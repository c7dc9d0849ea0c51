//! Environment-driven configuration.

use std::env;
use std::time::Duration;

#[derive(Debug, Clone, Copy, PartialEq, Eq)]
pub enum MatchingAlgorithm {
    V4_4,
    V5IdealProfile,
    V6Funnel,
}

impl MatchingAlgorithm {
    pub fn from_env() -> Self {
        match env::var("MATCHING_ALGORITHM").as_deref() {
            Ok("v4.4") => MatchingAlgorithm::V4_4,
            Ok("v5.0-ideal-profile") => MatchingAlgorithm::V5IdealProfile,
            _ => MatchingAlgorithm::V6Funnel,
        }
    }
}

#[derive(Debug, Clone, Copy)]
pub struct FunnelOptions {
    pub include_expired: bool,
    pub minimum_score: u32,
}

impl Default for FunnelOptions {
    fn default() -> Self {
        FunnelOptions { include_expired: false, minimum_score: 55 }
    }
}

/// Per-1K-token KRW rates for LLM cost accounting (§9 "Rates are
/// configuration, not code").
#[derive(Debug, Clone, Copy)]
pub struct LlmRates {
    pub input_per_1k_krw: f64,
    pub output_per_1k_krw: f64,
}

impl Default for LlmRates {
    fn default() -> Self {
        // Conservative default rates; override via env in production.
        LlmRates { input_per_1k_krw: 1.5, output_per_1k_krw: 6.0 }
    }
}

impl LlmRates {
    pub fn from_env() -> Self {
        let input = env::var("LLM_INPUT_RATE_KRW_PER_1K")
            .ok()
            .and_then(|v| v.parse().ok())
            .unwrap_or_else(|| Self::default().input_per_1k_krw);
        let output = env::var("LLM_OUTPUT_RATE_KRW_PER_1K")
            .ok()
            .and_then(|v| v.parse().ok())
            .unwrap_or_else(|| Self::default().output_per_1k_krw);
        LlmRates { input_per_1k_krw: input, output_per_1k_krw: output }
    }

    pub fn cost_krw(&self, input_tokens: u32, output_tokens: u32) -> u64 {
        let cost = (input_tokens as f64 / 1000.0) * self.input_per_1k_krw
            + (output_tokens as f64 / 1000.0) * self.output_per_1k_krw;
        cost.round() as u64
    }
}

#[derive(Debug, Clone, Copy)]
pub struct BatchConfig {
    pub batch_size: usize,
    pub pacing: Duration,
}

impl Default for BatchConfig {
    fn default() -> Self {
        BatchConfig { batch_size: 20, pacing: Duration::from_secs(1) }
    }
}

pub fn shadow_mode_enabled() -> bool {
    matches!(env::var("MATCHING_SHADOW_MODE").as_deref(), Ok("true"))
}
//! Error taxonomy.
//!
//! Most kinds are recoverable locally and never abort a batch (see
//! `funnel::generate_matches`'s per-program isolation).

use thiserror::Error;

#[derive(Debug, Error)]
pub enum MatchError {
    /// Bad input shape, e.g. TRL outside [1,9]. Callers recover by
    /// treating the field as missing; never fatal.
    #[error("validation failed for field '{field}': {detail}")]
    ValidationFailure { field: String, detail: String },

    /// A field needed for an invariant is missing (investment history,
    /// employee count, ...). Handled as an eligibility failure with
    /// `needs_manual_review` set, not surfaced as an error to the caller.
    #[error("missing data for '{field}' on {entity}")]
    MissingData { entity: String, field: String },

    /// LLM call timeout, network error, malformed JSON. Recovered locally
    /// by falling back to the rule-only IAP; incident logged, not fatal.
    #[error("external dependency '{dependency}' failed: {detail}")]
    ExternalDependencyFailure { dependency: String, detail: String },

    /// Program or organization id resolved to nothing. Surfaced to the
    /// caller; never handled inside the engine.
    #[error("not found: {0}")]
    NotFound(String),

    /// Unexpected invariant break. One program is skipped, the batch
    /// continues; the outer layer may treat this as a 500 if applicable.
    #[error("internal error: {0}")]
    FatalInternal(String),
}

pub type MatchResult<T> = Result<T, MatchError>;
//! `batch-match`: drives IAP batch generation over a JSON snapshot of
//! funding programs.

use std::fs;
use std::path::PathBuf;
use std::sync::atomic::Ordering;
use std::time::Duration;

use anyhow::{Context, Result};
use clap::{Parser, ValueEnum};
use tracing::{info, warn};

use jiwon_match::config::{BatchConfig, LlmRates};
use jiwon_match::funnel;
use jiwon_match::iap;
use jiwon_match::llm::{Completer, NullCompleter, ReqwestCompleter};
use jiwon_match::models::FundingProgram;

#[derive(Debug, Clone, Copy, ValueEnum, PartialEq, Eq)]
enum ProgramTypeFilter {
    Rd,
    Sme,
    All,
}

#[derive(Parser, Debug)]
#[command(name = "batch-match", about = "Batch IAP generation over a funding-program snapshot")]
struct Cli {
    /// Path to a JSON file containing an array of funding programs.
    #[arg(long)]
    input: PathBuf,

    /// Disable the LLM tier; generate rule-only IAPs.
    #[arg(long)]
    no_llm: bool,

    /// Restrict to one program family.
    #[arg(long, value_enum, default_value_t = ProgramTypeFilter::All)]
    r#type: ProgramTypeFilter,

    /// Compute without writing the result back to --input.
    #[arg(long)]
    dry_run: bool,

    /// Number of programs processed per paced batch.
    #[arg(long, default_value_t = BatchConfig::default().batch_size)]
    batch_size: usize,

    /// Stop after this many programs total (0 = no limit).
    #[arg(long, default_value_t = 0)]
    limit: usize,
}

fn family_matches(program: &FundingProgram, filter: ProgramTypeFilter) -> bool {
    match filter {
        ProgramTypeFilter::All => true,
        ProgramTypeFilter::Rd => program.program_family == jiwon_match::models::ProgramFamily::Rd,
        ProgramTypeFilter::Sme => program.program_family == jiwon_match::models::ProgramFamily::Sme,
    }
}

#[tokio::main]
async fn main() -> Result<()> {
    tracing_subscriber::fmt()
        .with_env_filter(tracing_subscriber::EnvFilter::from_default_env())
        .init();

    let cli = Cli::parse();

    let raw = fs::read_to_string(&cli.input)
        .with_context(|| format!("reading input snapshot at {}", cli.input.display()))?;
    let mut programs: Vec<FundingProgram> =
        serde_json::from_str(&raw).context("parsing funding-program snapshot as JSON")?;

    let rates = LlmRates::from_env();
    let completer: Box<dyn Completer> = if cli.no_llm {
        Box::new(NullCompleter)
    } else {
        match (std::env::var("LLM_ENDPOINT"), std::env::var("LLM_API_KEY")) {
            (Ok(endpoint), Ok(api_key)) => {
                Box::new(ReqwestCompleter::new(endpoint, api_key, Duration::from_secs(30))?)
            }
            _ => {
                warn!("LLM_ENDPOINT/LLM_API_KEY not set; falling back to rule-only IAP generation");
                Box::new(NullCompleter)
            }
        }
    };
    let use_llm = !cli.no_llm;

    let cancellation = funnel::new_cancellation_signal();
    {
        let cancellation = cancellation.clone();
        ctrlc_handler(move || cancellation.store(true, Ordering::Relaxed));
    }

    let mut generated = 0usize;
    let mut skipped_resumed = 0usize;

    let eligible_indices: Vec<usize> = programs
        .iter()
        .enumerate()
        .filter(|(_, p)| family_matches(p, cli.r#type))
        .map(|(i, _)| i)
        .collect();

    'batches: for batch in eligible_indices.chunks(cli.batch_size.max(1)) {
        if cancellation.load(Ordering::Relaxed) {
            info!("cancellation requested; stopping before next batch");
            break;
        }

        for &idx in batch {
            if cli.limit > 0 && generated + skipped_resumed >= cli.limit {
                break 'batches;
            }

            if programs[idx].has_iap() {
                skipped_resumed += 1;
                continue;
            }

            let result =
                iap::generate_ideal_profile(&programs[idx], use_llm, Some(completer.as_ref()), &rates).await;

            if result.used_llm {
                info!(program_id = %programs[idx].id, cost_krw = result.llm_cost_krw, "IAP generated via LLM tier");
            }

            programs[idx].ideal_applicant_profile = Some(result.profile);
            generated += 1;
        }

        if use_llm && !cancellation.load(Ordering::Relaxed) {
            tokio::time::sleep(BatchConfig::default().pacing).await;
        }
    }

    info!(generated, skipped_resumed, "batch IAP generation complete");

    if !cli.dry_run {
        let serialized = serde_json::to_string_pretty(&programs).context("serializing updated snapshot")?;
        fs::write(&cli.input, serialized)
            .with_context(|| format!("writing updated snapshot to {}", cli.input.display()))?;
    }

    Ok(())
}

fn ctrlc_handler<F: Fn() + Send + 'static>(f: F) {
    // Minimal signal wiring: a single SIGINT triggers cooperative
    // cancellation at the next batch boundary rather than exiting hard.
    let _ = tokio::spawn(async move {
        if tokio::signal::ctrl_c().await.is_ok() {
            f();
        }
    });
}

...

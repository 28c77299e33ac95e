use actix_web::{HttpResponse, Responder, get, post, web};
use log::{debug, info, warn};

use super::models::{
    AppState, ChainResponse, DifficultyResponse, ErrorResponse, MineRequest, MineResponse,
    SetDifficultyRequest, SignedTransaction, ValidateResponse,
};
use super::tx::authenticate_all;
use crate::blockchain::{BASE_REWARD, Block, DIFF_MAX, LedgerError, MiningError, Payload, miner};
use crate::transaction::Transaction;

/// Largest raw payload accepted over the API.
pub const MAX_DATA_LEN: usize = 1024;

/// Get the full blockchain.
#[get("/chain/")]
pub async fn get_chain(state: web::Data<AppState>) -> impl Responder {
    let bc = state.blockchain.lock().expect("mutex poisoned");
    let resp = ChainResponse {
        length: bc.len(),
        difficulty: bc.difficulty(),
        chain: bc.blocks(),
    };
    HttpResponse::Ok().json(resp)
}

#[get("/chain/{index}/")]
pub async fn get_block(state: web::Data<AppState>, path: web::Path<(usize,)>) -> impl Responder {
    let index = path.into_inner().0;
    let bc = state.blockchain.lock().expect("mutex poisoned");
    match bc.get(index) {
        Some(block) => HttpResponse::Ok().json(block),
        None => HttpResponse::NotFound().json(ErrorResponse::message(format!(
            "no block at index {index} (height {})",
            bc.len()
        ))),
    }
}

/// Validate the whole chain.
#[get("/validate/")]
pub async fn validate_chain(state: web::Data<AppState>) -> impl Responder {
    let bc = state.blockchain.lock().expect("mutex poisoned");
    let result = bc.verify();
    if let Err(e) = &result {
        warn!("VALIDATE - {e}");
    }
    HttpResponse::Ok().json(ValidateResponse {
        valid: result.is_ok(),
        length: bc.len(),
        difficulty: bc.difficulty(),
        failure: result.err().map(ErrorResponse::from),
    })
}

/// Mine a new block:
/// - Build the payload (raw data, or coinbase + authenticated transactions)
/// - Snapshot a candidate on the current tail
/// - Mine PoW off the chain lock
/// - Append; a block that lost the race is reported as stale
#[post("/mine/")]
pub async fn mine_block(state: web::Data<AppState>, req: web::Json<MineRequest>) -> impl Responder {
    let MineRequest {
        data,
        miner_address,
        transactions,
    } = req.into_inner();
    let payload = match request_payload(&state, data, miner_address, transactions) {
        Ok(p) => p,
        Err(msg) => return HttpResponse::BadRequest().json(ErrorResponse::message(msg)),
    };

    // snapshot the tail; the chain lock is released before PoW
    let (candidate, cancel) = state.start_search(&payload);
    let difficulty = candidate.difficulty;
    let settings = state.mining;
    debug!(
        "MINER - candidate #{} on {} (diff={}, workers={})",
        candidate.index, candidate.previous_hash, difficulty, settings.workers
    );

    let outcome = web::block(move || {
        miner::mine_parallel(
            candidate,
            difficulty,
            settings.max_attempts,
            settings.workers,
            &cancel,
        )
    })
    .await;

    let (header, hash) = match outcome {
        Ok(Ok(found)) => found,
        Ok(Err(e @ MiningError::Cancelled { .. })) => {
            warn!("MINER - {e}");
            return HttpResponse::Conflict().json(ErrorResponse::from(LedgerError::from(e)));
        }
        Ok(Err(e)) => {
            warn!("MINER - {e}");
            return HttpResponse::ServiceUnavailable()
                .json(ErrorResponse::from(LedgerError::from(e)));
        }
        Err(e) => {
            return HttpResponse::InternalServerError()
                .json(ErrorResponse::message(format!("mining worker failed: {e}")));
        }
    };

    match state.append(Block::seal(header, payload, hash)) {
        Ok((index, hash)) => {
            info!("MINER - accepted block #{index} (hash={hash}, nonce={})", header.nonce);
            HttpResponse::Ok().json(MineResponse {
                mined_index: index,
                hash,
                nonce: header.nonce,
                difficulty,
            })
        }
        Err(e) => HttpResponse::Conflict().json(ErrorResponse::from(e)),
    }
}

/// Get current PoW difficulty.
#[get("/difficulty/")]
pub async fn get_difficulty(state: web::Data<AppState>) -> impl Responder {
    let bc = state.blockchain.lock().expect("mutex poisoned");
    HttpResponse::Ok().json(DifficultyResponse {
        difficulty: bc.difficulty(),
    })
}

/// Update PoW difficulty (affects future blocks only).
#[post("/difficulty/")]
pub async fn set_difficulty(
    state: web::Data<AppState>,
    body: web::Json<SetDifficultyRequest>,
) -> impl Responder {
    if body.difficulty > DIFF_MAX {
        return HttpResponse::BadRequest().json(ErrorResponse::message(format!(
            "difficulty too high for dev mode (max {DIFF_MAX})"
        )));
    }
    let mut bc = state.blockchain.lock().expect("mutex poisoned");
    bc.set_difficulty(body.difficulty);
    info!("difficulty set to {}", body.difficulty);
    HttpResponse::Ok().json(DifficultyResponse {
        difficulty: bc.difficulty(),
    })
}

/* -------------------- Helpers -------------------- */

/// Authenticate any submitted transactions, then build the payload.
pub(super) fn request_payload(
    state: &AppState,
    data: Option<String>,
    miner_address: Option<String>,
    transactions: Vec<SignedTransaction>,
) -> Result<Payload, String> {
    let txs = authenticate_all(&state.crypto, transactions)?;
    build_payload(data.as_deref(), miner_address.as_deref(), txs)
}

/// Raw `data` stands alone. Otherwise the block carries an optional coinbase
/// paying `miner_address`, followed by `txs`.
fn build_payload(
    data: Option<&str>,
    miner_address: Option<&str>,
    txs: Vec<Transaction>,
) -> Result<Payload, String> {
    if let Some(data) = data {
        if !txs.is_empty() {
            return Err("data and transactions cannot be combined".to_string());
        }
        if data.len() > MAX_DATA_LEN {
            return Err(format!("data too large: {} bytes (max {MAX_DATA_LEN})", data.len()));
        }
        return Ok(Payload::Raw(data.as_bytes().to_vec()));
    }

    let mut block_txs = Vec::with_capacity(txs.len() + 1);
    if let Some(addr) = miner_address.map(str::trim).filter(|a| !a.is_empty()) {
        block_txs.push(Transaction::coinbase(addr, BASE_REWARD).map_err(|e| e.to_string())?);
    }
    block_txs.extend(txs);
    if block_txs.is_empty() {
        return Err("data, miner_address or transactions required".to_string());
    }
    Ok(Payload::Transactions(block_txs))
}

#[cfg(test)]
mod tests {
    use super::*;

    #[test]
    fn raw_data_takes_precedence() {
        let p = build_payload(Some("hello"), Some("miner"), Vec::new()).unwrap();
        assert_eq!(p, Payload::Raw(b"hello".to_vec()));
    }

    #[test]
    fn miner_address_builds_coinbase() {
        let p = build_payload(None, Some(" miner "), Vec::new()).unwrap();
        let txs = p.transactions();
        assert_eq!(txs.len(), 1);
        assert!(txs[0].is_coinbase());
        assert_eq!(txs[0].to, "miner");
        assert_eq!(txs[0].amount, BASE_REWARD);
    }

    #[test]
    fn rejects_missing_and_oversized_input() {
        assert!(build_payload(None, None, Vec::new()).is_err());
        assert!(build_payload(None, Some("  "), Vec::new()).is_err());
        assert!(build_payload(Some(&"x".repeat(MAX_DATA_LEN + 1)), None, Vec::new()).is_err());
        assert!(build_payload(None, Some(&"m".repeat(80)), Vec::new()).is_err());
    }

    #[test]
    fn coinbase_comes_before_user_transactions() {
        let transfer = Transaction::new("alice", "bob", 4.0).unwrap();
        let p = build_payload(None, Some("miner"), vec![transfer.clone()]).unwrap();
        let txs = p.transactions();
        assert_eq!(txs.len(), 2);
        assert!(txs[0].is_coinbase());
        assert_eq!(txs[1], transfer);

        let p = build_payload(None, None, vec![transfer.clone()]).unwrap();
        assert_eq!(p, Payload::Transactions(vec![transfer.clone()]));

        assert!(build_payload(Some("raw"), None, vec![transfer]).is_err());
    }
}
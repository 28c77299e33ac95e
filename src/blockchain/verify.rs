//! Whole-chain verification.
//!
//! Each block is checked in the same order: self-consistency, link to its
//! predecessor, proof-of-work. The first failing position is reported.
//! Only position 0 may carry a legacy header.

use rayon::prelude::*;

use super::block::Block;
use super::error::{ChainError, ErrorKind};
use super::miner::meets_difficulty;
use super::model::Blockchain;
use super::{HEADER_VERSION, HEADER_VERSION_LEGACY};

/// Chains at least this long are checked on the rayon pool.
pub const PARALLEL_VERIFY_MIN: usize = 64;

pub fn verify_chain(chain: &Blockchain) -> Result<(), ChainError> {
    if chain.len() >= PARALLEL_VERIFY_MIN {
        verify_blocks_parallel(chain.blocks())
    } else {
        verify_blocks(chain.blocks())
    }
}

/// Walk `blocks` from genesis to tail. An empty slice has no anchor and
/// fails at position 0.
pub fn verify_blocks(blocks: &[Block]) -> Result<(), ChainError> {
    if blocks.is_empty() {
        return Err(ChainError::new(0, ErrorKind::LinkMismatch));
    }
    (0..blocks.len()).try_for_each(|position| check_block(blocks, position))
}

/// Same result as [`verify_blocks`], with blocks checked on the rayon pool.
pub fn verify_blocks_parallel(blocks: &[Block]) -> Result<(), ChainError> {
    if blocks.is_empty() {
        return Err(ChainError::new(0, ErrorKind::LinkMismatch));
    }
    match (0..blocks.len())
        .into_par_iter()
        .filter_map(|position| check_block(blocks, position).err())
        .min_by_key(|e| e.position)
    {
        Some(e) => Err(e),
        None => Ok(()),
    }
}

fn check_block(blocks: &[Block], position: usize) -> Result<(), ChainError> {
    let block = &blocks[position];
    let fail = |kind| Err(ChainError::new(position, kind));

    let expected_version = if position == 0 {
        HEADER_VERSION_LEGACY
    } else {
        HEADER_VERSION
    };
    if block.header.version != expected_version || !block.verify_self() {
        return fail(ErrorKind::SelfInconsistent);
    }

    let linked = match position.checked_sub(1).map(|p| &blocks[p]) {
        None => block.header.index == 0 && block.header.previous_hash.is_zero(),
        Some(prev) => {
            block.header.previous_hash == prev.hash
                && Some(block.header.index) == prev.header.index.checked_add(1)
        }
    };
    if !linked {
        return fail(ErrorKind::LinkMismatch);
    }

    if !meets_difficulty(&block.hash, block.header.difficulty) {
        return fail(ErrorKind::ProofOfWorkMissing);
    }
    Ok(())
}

---

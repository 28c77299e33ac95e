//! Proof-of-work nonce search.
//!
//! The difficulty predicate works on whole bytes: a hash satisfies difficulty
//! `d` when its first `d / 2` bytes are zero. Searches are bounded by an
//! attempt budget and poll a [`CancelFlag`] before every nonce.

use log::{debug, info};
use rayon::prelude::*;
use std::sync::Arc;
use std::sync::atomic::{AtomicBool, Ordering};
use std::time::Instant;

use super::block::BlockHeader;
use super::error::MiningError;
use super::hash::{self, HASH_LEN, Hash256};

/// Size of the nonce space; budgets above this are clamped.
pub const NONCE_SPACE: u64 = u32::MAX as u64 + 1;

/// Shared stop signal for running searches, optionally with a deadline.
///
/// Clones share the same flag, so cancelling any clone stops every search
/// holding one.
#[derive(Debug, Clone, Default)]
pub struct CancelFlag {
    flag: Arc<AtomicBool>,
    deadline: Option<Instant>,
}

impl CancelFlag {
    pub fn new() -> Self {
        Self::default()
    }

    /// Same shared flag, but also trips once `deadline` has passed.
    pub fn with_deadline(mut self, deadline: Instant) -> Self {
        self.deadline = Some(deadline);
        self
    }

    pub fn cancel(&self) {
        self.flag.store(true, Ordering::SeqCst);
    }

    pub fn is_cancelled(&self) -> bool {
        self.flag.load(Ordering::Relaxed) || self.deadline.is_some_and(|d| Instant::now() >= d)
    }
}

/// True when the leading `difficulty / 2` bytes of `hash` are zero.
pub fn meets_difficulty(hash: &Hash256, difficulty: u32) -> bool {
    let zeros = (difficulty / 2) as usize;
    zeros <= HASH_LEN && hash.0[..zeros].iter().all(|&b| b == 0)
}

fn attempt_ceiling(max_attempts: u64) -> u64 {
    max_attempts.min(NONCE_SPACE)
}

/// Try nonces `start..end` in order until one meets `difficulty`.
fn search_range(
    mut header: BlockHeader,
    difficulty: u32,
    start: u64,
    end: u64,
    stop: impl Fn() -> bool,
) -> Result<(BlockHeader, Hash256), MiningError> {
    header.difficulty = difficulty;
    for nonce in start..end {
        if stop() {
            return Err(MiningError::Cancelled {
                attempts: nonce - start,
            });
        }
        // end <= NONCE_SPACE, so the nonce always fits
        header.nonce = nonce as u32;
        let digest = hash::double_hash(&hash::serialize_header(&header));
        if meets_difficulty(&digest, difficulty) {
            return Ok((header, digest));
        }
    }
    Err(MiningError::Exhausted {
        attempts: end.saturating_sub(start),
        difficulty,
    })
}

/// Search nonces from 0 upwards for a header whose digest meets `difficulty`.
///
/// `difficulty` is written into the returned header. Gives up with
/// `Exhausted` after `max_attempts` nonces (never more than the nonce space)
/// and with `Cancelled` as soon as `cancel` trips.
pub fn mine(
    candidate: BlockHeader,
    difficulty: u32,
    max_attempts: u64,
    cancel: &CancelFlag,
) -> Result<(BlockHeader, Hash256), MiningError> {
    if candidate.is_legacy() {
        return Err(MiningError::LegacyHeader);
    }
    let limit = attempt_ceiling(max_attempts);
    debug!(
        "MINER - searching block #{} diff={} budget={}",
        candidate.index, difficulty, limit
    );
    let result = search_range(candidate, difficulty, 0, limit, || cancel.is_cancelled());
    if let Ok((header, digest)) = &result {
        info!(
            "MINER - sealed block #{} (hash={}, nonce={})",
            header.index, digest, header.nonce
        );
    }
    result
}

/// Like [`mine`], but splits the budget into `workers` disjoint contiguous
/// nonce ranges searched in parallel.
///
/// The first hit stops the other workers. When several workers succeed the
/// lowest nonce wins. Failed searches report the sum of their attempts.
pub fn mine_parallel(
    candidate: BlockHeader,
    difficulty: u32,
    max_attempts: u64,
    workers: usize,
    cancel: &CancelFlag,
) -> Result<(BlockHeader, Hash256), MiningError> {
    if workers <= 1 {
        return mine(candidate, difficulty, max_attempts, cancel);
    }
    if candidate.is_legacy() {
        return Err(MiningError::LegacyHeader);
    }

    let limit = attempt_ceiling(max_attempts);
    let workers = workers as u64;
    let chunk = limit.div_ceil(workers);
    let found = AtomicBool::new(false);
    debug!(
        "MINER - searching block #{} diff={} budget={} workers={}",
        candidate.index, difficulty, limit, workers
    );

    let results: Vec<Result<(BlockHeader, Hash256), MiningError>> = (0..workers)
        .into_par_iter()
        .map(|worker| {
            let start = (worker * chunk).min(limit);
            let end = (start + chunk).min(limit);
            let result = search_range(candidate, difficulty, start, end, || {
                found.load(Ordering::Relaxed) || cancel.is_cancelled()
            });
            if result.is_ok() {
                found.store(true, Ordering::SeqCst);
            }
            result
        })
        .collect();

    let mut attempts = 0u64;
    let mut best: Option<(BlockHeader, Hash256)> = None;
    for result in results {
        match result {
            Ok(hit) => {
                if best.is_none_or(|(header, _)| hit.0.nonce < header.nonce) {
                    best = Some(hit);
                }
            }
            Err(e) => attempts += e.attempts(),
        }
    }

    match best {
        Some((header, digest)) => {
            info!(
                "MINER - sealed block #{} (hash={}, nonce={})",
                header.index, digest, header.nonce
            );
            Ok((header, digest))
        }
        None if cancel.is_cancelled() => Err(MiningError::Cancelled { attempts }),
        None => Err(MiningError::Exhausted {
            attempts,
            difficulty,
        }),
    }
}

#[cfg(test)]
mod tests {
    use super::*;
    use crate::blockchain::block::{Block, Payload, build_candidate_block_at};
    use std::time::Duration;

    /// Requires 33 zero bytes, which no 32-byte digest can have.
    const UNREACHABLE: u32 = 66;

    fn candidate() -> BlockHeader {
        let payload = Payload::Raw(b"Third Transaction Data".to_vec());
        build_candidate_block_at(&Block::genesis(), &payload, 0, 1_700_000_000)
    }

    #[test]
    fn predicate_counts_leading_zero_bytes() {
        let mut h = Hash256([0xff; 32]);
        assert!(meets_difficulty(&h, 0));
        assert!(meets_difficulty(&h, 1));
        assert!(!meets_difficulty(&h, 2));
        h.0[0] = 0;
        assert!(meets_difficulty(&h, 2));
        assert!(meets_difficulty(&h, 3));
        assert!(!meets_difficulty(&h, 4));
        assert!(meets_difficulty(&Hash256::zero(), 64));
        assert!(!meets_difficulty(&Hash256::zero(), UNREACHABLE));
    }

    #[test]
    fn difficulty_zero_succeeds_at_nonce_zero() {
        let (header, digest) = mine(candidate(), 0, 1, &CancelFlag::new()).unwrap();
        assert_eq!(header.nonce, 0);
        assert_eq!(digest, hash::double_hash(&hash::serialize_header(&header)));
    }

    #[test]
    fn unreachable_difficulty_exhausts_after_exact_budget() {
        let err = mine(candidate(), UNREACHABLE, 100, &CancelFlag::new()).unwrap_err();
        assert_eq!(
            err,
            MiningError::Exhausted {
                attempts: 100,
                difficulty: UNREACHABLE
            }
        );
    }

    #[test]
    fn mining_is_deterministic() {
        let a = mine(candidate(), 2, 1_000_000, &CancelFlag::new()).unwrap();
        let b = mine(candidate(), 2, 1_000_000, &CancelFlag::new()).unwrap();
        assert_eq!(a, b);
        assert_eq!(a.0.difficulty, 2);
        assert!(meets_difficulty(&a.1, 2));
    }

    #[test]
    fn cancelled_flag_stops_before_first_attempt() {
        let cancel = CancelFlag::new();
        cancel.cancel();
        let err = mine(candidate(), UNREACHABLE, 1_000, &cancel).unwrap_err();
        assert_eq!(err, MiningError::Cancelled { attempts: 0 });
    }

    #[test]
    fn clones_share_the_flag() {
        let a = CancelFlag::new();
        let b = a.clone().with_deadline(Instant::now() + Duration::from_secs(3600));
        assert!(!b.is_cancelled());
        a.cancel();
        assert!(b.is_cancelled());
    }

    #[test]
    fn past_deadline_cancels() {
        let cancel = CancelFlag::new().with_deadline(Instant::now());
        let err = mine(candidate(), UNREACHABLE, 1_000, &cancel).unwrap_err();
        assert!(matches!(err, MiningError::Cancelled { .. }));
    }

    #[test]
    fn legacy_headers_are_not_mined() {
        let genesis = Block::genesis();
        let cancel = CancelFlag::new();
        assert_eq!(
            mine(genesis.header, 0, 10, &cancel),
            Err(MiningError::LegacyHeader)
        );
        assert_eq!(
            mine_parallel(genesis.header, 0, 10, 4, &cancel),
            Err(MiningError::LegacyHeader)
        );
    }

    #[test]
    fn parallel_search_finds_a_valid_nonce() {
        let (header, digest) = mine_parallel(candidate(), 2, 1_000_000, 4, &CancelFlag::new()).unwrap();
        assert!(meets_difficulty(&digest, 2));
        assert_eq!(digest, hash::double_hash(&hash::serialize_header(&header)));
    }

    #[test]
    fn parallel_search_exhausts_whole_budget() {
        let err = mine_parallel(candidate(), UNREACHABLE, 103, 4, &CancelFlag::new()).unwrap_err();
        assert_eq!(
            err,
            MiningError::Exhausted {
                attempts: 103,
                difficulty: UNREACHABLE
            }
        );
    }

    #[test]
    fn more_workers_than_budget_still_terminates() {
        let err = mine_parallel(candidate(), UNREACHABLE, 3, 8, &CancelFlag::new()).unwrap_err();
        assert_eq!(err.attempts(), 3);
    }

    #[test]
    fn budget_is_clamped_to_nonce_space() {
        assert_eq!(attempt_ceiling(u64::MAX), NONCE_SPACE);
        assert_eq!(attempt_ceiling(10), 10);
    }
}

• Your task: In the listing above, the lines from the one containing "a batch (see" through the one containing "A field needed" must be set down exactly, with no other lines.

• Response to the task:
//! Most kinds are recoverable locally and never abort a batch (see
//! `funnel::generate_matches`'s per-program isolation).

use thiserror::Error;

#[derive(Debug, Error)]
pub enum MatchError {
    /// Bad input shape, e.g. TRL outside [1,9]. Callers recover by
    /// treating the field as missing; never fatal.
    #[error("validation failed for field '{field}': {detail}")]
    ValidationFailure { field: String, detail: String },

    /// A field needed for an invariant is missing (investment history,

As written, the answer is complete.